Task to carry out: Give the number of lines below with "nothing" in them, leaving out anything else.

Stored dataset items:
-=-=-=-=-

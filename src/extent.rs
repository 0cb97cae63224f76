//! Half-open address ranges
//!
//! An extent is the unit of bookkeeping for the whole engine: files occupy
//! extents, gaps are extents, and compaction is nothing but splitting and
//! relocating them. Extents are immutable values; every operation returns a
//! new extent.

use serde::{Deserialize, Serialize};

/// A contiguous half-open address range `[begin, end)`
#[derive(Debug, Clone, Copy, PartialEq, Eq, Serialize, Deserialize)]
pub struct Extent {
    /// First address covered by the extent
    pub begin: u64,
    /// One past the last address covered
    pub end: u64,
}

impl Extent {
    /// Create an extent. `begin` must not exceed `end`.
    pub fn new(begin: u64, end: u64) -> Self {
        debug_assert!(begin <= end, "extent [{begin}, {end}) is inverted");
        Extent { begin, end }
    }

    /// Number of addresses covered
    pub fn len(&self) -> u64 {
        self.end - self.begin
    }

    /// True for the degenerate `[n, n)` extent
    pub fn is_empty(&self) -> bool {
        self.begin == self.end
    }

    /// Check if this extent covers an address
    pub fn contains(&self, addr: u64) -> bool {
        addr >= self.begin && addr < self.end
    }

    /// Check if two extents share at least one address
    pub fn overlaps(&self, other: &Extent) -> bool {
        self.begin < other.end && other.begin < self.end
    }

    /// Check if this extent directly borders another
    pub fn is_adjacent(&self, other: &Extent) -> bool {
        self.end == other.begin || other.end == self.begin
    }

    /// Split after `count` addresses into `([begin, begin+count), [begin+count, end))`
    ///
    /// Either side may come back empty when `count` is 0 or the full length.
    pub fn split(&self, count: u64) -> (Extent, Extent) {
        debug_assert!(count <= self.len(), "split point {count} past extent length");
        let mid = self.begin + count;
        (Extent::new(self.begin, mid), Extent::new(mid, self.end))
    }

    /// Translate the extent left by `by` addresses
    pub fn shift_left(&self, by: u64) -> Extent {
        debug_assert!(by <= self.begin, "shift would move extent below zero");
        Extent::new(self.begin - by, self.end - by)
    }
}

#[cfg(test)]
mod tests {
    use super::*;

    #[test]
    fn test_len_and_empty() {
        assert_eq!(Extent::new(10, 30).len(), 20);
        assert!(Extent::new(7, 7).is_empty());
        assert!(!Extent::new(7, 8).is_empty());
    }

    #[test]
    fn test_contains() {
        let extent = Extent::new(10, 30);
        assert!(!extent.contains(9));
        assert!(extent.contains(10));
        assert!(extent.contains(29));
        assert!(!extent.contains(30));
    }

    #[test]
    fn test_overlaps() {
        let e = Extent::new(10, 20);
        assert!(e.overlaps(&Extent::new(15, 25)));
        assert!(e.overlaps(&Extent::new(10, 11)));
        assert!(!e.overlaps(&Extent::new(20, 30)));
        assert!(!e.overlaps(&Extent::new(0, 10)));
        // Empty extents overlap nothing
        assert!(!e.overlaps(&Extent::new(15, 15)));
    }

    #[test]
    fn test_adjacency() {
        let e1 = Extent::new(10, 20);
        let e2 = Extent::new(20, 30);
        let e3 = Extent::new(30, 40);
        assert!(e1.is_adjacent(&e2));
        assert!(e2.is_adjacent(&e1));
        assert!(!e1.is_adjacent(&e3));
    }

    #[test]
    fn test_split() {
        let (front, back) = Extent::new(10, 30).split(5);
        assert_eq!(front, Extent::new(10, 15));
        assert_eq!(back, Extent::new(15, 30));

        let (front, back) = Extent::new(10, 30).split(20);
        assert_eq!(front, Extent::new(10, 30));
        assert!(back.is_empty());

        let (front, back) = Extent::new(10, 30).split(0);
        assert!(front.is_empty());
        assert_eq!(back, Extent::new(10, 30));
    }

    #[test]
    fn test_shift_left() {
        assert_eq!(Extent::new(10, 30).shift_left(4), Extent::new(6, 26));
    }
}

-=-=-=-=-

Result for this task: 2